The main objective of this paper is to provide a simulation-based decision-support tool for the healthcare industry. This tool will help hospital management decide on resource utilization, in particular bed allocation, for the next few months. With it, hospitals could predict admissions and see how newly implemented policies impact the patient’s flow.
To illustrate the tool’s ability to monitor resource utilization in a recovery unit during the pandemic, the paper uses a case study.
This project is a collaboration with Saint-Etienne University Hospital. The hospital is composed of 1,795 hospitalization beds in 60 departments, located on 3 different geographical sites across the city.
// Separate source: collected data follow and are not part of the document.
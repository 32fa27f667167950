//! Scenario catalog
//!
//! Every scenario drives the UI and then confirms the outcome through the
//! API, so a passing run means both channels agree.

pub mod admin;
pub mod auth;
pub mod cart;
pub mod orders;
pub mod products;
pub mod profile;

use crate::error::{E2eError, E2eResult};
use crate::scenario::ScenarioCase;

/// All scenarios, in run order
pub fn catalog() -> Vec<Box<dyn ScenarioCase>> {
    vec![
        Box::new(auth::RegisterNewUser),
        Box::new(auth::LoginValidCredentials),
        Box::new(auth::LoginInvalidPassword),
        Box::new(auth::RegisterExistingEmail),
        Box::new(products::SearchFindsProducts),
        Box::new(products::SearchNoResults),
        Box::new(cart::AddProductToCart),
        Box::new(cart::IncreaseCartQuantity),
        Box::new(cart::DecreaseCartQuantity),
        Box::new(cart::RemoveCartItem),
        Box::new(cart::ClearCart),
        Box::new(cart::CheckoutCreatesOrder),
        Box::new(orders::ViewOrdersList),
        Box::new(orders::ViewOrderDetails),
        Box::new(profile::UpdateProfile),
        Box::new(admin::AdminCreateProduct),
        Box::new(admin::AdminEditProduct),
        Box::new(admin::AdminDeleteProduct),
        Box::new(admin::AdminChangeOrderStatus),
        Box::new(admin::AdminDeleteOrder),
        Box::new(admin::AdminDeleteUser),
        Box::new(admin::AdminEditUser),
        Box::new(admin::AdminViewUser),
    ]
}

pub fn find(name: &str) -> E2eResult<Box<dyn ScenarioCase>> {
    catalog()
        .into_iter()
        .find(|case| case.name() == name)
        .ok_or_else(|| E2eError::ScenarioNotFound(name.to_string()))
}

#[cfg(test)]
mod tests {
    use super::*;
    use std::collections::HashSet;

    #[test]
    fn test_catalog_names_unique() {
        let cases = catalog();
        let names: HashSet<&str> = cases.iter().map(|case| case.name()).collect();
        assert_eq!(names.len(), cases.len());
    }

    #[test]
    fn test_every_scenario_is_tagged() {
        for case in catalog() {
            assert!(!case.tags().is_empty(), "{} has no tags", case.name());
            assert!(!case.description().is_empty(), "{} has no description", case.name());
        }
    }

    #[test]
    fn test_find_unknown_scenario() {
        assert!(find("login_valid_credentials").is_ok());
        assert!(matches!(
            find("does_not_exist"),
            Err(E2eError::ScenarioNotFound(_))
        ));
    }
}
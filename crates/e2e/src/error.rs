//! Error types for E2E testing

use thiserror::Error;

#[derive(Error, Debug)]
pub enum E2eError {
    #[error("{method} {path} returned {status}: {body}")]
    Status {
        method: String,
        path: String,
        status: u16,
        body: String,
    },

    #[error("Response from {path} is missing {field}")]
    MissingField { path: String, field: String },

    #[error("Storefront not reachable after {0} attempts")]
    StorefrontUnavailable(usize),

    #[error("Playwright not found. Install with: npx playwright install")]
    PlaywrightNotFound,

    #[error("Playwright error: {0}")]
    Playwright(String),

    #[error("Browser step failed: {0}")]
    Browser(String),

    #[error("Assertion failed: {0}")]
    AssertionFailed(String),

    #[error("No products available with stock >= {0}")]
    NoProductsAvailable(i64),

    #[error("Scenario not found: {0}")]
    ScenarioNotFound(String),

    #[error("IO error: {0}")]
    Io(#[from] std::io::Error),

    #[error("JSON error: {0}")]
    Json(#[from] serde_json::Error),

    #[error("HTTP error: {0}")]
    Http(#[from] reqwest::Error),

    #[error(transparent)]
    Common(#[from] storefront_common::Error),
}

impl E2eError {
    /// HTTP status of a rejected request, if that is what this error is
    pub fn status(&self) -> Option<u16> {
        match self {
            E2eError::Status { status, .. } => Some(*status),
            _ => None,
        }
    }
}

pub type E2eResult<T> = Result<T, E2eError>;

/// Fail a scenario with `message` unless `condition` holds
pub fn ensure(condition: bool, message: impl Into<String>) -> E2eResult<()> {
    if condition {
        Ok(())
    } else {
        Err(E2eError::AssertionFailed(message.into()))
    }
}
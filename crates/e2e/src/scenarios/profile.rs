//! Profile editing

use async_trait::async_trait;
use storefront_common::{DataFactory, ProfileUpdate, UserOverrides};

use crate::error::{ensure, E2eResult};
use crate::pages::ProfilePage;
use crate::scenario::{Scenario, ScenarioCase};

pub struct UpdateProfile;

#[async_trait]
impl ScenarioCase for UpdateProfile {
    fn name(&self) -> &'static str {
        "update_profile"
    }

    fn description(&self) -> &'static str {
        "Phone and address saved in the profile form are returned by the API"
    }

    fn tags(&self) -> &'static [&'static str] {
        &["profile"]
    }

    async fn run(&self, s: &mut Scenario) -> E2eResult<()> {
        let account = s.create_user(UserOverrides::default()).await?;
        let token = account.token()?.to_string();
        let initial = s.auth.get_profile(&token).await?;

        let update = DataFactory::profile_update(ProfileUpdate::default());
        let phone = update.phone.unwrap_or_default();
        let address = update.address.unwrap_or_default();

        let flow = Scenario::login_flow(&account)
            .then_all(ProfilePage::open_via_ui())
            .then_all(ProfilePage::update(None, Some(&phone), Some(&address)))
            .then(ProfilePage::saved("saved"));
        let ui = s.run_ui(&flow).await?;

        let updated = s.auth.get_profile(&token).await?;

        ensure(initial.phone != phone, "generated phone should differ from the current one")?;
        ensure(initial.address != address, "generated address should differ from the current one")?;
        ensure(ui.flag("saved"), "profile should return to display mode after saving")?;
        ensure(
            updated.phone == phone,
            format!("phone should be {}, API has {}", phone, updated.phone),
        )?;
        ensure(
            updated.address == address,
            format!("address should be {}, API has {}", address, updated.address),
        )
    }
}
The researchers produced a prospective analysis of patients’ arrivals in the year 2019 and the first semester of 2020. Using data from the current coronavirus pandemic, they ran an experiment to demonstrate how this simulation could be used to assess the model’s response to an unexpected variation of arrivals.
The model for healthcare resource utilization considered two main sources of patients:
- Elective admissions patients.
- Non-elective and emergent patients
For elective admissions patients, the model used data available in the information system of the Saint-Etienne University Hospital. For non-elective patients, there wasn’t any information apart from the previous admissions. To model such patients, the researchers built a case-mix of previous emergent patients and randomly picked up patients in this case-mix.
The strength of this data-driven healthcare resource utilization simulation is its ability to account for a major part of the hospital. Also, given a thorough data analysis, it can be used to test different organizations of the hospital in what-if scenarios, or can be applied to other healthcare centers.